What lines in the listing include "rows"? Return a copy of each.

*** Supplied entries Section Begins ***

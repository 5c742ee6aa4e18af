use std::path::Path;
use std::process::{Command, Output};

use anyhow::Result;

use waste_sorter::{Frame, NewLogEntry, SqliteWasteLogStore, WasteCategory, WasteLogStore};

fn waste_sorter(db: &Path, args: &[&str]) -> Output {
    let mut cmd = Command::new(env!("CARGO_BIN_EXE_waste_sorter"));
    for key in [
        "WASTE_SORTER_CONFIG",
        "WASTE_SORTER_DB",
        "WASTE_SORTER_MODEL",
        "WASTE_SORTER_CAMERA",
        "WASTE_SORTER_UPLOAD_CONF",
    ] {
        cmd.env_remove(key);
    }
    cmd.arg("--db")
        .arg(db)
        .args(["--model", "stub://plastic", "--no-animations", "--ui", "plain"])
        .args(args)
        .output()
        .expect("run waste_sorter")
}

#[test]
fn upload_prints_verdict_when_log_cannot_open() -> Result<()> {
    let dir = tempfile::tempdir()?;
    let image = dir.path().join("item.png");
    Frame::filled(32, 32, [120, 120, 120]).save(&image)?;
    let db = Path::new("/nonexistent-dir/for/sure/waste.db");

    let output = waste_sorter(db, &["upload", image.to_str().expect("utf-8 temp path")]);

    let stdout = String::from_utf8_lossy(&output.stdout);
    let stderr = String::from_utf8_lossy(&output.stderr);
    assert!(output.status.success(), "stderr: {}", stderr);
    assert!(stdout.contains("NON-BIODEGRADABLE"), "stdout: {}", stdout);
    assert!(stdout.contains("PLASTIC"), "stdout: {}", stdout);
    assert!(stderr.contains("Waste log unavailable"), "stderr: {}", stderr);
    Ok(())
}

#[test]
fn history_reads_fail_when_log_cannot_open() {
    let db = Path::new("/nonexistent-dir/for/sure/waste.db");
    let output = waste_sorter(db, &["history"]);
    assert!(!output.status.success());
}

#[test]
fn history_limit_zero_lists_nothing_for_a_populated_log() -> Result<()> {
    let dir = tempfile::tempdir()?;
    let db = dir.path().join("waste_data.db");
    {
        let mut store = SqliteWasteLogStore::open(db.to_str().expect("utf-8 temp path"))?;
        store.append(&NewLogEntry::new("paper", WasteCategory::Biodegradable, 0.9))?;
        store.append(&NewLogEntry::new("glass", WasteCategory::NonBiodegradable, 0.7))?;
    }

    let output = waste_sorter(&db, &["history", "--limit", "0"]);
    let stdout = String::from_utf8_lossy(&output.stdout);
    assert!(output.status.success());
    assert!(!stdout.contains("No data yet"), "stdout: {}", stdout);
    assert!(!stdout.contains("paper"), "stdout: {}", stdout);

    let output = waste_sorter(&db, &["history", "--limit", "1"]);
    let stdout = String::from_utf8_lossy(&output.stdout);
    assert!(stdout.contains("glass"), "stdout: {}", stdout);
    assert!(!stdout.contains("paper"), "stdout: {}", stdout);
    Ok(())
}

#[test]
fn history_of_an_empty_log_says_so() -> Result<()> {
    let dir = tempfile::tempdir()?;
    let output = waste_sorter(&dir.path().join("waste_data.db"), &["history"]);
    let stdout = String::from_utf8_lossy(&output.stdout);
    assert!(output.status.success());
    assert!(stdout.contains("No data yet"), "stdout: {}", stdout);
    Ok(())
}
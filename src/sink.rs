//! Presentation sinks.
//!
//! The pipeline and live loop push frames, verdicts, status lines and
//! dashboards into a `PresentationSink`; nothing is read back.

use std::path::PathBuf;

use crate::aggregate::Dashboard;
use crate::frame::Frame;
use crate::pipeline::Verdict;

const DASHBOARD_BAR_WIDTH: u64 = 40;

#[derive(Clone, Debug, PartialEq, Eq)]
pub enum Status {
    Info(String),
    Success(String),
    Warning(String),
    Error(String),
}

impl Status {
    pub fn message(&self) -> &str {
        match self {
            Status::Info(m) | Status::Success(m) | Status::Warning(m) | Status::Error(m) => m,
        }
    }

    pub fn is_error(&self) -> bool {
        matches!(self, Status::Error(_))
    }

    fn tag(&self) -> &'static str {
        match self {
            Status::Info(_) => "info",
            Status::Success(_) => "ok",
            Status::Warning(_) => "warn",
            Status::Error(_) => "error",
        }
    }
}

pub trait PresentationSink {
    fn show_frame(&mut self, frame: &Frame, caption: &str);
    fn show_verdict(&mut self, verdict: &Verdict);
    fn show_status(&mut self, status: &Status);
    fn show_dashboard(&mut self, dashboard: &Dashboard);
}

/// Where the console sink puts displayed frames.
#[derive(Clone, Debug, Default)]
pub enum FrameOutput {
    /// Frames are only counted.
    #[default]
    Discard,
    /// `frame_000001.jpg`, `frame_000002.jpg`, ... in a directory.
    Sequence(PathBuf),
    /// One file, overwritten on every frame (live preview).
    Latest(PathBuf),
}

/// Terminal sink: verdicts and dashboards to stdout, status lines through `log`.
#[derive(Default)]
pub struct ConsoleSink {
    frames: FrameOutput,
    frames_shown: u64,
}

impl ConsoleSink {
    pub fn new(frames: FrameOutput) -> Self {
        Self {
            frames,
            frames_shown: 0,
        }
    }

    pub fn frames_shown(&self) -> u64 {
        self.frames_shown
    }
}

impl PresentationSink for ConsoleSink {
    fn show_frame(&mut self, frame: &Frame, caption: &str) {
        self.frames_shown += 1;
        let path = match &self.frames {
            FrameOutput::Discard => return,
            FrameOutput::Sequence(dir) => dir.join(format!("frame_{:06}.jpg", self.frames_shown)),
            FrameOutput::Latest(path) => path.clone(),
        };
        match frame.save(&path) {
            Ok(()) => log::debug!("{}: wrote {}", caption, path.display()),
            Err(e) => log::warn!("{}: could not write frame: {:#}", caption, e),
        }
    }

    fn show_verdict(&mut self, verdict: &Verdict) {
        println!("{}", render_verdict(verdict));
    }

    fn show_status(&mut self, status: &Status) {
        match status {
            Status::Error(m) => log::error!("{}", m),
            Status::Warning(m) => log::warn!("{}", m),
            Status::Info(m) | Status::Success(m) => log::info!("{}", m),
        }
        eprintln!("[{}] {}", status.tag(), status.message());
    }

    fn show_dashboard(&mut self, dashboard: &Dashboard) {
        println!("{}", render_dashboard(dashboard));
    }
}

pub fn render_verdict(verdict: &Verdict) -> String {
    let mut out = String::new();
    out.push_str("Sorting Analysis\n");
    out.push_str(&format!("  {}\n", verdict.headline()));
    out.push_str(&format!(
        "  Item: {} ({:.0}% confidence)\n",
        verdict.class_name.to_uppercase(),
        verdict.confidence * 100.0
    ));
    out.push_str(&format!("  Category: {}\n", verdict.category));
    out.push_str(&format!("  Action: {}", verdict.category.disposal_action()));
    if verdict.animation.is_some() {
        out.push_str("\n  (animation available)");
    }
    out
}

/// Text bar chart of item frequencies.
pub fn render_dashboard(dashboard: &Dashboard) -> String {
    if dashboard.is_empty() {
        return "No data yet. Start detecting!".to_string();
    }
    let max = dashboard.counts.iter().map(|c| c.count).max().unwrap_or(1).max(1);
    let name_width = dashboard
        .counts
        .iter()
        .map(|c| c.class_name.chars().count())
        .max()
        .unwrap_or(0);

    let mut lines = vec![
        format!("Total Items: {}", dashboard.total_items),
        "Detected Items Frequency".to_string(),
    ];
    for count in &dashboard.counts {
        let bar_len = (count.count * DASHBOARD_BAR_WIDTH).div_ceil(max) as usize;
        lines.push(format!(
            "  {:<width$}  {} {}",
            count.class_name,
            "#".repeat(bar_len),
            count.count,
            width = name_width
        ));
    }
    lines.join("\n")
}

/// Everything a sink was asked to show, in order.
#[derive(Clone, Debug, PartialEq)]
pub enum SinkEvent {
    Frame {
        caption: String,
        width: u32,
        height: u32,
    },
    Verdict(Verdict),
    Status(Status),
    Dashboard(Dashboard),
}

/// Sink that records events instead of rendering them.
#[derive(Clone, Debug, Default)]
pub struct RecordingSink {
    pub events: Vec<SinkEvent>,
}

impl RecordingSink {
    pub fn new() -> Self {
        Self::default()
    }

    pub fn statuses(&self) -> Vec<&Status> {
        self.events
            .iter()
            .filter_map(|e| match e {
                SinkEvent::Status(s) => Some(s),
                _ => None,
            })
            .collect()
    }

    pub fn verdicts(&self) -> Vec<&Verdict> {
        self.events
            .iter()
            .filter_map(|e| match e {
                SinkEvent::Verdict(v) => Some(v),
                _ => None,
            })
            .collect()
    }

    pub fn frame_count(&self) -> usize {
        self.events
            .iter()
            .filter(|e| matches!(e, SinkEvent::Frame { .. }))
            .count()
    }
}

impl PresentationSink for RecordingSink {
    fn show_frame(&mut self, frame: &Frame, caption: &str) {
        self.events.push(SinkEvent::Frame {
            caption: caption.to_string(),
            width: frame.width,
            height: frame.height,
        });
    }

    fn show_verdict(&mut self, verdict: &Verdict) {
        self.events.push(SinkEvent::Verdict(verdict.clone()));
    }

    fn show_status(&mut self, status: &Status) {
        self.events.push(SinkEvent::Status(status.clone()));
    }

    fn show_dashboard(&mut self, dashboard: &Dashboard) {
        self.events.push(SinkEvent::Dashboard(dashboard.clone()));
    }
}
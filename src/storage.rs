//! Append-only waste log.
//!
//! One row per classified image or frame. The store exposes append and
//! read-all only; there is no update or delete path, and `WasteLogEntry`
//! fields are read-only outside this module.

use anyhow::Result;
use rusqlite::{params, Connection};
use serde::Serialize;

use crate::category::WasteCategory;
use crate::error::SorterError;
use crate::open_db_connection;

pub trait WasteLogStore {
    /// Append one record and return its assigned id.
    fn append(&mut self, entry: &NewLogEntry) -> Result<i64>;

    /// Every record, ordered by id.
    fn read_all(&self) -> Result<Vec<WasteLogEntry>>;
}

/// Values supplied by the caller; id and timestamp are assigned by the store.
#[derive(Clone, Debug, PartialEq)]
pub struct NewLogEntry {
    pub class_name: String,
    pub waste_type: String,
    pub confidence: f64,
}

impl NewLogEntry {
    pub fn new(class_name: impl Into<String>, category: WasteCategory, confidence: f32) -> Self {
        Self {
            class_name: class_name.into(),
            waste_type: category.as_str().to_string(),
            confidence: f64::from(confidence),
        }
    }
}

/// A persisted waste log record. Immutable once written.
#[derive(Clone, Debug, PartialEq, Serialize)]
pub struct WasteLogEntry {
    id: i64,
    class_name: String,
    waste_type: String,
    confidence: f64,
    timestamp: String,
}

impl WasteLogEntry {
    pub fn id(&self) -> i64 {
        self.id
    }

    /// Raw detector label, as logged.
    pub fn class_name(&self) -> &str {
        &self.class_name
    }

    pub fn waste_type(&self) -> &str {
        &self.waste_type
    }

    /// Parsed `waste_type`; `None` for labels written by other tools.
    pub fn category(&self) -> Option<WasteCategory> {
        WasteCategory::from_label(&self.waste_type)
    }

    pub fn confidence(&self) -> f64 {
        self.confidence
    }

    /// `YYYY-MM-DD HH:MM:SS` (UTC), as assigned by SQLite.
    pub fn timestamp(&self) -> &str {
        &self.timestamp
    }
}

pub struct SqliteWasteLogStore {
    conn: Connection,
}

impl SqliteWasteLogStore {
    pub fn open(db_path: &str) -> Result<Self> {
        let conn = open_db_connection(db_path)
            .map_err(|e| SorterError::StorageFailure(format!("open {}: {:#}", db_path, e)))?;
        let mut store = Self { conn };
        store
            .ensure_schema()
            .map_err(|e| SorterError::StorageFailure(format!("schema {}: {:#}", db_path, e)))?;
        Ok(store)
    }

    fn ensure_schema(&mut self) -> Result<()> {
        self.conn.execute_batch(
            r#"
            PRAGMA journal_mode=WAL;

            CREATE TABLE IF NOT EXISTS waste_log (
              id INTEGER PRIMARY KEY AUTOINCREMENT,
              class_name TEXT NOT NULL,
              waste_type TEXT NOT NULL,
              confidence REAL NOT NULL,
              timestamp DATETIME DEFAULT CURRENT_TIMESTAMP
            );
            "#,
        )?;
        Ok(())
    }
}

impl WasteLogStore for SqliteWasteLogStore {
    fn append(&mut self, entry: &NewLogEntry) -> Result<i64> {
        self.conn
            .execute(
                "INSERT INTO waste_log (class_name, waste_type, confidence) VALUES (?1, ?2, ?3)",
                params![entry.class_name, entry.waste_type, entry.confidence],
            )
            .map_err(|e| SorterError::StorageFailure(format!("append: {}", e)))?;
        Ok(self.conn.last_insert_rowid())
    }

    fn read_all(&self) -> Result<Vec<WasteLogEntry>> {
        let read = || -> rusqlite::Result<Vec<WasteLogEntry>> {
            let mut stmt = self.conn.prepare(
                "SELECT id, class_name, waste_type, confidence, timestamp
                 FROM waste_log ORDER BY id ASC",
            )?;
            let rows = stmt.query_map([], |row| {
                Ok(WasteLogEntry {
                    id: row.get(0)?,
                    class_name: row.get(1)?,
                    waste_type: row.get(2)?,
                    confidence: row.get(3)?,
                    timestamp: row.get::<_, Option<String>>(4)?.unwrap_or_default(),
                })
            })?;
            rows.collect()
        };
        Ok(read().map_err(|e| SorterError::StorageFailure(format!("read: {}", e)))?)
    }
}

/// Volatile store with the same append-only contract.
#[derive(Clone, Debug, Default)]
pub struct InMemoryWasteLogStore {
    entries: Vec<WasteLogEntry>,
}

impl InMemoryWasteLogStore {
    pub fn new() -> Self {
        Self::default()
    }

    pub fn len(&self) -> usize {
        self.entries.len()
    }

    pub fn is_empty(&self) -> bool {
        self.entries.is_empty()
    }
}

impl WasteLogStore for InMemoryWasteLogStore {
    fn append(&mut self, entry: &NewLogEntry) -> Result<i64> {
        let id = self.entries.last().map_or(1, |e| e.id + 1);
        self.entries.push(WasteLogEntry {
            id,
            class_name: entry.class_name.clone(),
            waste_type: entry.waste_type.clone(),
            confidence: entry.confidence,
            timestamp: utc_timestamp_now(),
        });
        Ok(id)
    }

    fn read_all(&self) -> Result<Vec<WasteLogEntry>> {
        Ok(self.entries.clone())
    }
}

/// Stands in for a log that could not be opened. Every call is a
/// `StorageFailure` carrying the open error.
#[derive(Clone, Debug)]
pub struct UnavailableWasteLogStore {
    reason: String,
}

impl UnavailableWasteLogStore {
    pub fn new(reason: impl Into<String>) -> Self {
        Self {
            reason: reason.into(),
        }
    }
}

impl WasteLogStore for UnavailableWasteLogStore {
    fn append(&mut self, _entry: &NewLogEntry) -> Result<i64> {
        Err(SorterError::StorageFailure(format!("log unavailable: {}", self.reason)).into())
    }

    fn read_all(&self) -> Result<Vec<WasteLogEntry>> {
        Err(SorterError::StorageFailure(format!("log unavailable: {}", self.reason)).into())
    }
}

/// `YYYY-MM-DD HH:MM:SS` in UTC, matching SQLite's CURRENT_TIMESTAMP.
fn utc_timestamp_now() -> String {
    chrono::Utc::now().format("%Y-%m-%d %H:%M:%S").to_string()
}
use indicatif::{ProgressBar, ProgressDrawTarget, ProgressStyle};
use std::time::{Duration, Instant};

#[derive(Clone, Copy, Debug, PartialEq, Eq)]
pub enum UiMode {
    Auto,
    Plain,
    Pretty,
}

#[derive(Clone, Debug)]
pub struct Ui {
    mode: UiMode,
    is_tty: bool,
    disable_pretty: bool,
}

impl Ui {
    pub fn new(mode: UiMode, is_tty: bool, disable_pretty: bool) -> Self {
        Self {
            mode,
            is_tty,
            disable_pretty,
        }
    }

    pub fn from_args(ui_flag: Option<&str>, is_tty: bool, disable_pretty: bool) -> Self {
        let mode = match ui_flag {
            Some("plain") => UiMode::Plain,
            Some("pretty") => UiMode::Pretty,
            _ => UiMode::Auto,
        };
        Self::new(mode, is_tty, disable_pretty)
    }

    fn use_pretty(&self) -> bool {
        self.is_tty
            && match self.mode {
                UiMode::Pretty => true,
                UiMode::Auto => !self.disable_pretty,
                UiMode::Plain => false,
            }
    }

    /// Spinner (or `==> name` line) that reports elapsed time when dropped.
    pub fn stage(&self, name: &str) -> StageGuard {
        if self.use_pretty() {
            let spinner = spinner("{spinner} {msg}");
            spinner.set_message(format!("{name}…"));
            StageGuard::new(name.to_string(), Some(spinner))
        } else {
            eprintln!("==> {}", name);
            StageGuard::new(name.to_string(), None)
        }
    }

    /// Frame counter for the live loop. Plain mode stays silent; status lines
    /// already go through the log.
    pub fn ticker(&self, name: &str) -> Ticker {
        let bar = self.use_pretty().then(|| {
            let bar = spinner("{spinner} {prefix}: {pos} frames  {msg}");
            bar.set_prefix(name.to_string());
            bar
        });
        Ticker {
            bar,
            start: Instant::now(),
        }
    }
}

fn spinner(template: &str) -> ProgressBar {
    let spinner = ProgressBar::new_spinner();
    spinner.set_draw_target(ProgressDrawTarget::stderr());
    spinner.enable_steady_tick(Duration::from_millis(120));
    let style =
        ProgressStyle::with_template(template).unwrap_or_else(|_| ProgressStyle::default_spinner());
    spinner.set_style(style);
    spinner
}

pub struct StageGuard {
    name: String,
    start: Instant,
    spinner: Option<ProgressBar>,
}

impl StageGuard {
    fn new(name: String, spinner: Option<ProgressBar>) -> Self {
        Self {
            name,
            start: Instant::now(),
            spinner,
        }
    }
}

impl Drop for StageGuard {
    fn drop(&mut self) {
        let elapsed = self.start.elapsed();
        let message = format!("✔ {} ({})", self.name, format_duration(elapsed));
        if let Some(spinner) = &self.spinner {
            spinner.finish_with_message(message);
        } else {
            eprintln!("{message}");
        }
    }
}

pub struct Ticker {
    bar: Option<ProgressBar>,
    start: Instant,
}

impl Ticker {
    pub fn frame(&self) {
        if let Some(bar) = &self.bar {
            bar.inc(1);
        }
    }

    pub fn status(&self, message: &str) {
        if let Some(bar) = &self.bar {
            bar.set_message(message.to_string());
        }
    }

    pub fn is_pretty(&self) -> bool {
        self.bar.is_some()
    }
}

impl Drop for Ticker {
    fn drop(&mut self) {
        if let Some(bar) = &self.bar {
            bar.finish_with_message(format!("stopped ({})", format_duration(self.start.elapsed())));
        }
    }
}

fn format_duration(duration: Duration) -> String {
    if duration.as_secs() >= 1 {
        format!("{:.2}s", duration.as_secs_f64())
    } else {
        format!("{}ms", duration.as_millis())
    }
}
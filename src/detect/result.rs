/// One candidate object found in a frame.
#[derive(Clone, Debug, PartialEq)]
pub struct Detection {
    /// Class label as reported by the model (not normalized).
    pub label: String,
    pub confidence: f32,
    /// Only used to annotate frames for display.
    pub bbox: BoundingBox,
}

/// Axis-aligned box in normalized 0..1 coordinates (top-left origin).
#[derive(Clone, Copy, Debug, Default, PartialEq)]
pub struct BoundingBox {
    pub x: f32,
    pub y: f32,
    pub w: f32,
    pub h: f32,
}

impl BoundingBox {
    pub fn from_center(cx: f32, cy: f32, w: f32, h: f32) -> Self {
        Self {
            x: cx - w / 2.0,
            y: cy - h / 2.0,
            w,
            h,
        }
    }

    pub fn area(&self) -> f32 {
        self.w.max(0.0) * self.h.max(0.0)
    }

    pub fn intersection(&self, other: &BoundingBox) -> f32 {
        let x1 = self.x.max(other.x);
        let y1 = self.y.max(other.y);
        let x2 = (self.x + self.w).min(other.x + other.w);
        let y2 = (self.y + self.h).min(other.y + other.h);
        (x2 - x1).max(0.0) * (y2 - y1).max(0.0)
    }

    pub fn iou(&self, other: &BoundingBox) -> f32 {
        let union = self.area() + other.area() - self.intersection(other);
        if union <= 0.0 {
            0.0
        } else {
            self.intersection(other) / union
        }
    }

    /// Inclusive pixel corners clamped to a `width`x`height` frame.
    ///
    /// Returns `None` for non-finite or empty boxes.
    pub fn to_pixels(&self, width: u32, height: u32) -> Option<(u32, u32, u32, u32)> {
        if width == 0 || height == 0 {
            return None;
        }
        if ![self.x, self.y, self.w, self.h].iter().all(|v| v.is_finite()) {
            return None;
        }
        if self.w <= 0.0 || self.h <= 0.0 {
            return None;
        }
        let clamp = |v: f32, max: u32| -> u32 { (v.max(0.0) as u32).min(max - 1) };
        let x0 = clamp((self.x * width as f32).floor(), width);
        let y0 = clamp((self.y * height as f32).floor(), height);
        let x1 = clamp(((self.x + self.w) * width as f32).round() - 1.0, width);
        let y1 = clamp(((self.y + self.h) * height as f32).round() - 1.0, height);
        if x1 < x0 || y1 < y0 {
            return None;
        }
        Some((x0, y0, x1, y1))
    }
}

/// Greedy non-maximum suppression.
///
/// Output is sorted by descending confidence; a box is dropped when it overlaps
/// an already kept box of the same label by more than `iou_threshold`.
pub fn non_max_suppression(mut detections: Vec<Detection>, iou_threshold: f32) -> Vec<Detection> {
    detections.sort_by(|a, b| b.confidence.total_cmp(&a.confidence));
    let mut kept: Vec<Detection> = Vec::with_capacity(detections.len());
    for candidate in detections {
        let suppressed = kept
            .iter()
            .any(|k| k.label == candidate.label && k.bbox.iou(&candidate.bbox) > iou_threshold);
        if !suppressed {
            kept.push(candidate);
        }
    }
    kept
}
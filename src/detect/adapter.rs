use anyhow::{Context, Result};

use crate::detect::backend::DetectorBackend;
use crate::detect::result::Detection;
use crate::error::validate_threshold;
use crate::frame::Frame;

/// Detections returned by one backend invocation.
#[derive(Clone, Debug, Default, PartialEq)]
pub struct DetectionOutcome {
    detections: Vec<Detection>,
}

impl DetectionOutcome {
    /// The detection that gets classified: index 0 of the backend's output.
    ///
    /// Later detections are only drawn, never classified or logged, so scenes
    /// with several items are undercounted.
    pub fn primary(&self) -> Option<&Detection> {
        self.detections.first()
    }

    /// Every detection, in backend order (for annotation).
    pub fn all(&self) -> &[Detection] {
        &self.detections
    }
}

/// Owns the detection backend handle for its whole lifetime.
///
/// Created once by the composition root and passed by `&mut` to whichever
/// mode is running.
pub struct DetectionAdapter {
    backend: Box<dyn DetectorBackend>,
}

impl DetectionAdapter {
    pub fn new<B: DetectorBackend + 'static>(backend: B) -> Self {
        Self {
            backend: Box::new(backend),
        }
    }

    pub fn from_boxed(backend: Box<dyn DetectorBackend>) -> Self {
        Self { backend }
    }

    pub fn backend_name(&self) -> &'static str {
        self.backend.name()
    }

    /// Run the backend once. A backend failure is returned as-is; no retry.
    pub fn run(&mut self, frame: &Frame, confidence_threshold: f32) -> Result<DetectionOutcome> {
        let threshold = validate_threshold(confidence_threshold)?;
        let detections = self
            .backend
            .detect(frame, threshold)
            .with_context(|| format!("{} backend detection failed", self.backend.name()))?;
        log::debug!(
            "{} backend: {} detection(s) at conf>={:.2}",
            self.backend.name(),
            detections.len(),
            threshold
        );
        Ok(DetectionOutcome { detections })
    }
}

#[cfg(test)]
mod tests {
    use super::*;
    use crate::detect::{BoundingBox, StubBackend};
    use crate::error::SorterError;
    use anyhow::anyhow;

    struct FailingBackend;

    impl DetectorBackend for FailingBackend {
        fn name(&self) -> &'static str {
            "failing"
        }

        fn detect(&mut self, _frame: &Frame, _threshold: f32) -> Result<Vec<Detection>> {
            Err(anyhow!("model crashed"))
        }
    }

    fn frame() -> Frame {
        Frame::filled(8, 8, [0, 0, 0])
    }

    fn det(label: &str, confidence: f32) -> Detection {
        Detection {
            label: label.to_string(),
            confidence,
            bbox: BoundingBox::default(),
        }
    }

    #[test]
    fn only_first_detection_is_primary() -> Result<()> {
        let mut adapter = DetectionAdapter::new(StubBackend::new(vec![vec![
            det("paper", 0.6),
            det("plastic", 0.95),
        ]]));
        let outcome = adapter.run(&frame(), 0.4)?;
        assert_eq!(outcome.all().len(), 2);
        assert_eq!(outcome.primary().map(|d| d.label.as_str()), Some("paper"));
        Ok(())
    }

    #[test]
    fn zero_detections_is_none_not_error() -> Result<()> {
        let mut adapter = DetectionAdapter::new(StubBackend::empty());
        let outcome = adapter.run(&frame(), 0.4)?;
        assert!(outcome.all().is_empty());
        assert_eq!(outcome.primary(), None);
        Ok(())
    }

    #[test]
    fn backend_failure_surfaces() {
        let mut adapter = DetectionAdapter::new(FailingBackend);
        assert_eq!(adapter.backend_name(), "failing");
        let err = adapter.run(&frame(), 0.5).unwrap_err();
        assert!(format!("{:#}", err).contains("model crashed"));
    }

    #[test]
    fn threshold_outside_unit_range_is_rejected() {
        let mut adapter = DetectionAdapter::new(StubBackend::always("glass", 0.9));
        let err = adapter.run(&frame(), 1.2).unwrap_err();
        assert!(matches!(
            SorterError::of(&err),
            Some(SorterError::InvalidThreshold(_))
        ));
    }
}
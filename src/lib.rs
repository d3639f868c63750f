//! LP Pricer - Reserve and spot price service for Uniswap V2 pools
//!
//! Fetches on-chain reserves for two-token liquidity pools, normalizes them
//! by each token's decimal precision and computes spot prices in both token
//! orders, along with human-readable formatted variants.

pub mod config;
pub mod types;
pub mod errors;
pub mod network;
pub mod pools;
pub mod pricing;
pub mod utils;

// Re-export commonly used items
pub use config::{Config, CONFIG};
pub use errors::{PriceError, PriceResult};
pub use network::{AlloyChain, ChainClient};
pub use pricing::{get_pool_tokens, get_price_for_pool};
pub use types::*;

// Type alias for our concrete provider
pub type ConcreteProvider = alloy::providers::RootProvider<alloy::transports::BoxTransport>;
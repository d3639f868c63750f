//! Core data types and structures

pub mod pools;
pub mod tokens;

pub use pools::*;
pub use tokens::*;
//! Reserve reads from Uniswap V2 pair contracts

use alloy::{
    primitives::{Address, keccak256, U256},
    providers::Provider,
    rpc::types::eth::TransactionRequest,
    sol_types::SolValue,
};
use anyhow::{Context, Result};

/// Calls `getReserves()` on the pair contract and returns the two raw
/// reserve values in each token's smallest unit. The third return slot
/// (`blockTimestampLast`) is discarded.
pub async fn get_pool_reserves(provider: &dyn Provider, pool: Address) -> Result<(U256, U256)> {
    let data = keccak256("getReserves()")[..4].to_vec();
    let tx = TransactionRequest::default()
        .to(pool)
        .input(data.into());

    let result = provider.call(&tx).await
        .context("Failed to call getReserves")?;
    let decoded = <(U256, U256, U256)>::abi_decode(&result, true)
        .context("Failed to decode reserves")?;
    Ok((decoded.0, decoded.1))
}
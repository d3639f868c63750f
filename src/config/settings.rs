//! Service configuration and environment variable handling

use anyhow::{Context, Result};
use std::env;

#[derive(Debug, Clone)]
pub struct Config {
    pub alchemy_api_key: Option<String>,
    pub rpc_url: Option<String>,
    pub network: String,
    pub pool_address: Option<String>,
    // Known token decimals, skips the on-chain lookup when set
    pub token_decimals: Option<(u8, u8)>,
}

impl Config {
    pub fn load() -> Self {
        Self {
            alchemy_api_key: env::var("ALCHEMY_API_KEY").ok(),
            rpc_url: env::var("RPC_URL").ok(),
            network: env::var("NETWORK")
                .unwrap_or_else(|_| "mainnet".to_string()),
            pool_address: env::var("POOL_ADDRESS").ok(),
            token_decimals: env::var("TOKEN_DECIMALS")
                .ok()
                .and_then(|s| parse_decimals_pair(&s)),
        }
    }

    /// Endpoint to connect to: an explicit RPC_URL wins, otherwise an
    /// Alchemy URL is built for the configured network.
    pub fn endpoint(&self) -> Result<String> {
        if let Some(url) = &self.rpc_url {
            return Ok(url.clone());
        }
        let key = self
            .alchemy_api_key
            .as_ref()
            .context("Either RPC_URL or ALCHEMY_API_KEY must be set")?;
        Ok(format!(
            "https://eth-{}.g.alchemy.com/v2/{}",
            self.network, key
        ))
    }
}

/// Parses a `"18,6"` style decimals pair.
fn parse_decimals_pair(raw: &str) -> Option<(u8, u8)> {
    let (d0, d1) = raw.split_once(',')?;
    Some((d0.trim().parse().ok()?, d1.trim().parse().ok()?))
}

*** Supplied entries Section Ends ***

§ Answer to the problem
            let rows = stmt.query_map([], |row| {
            rows.collect()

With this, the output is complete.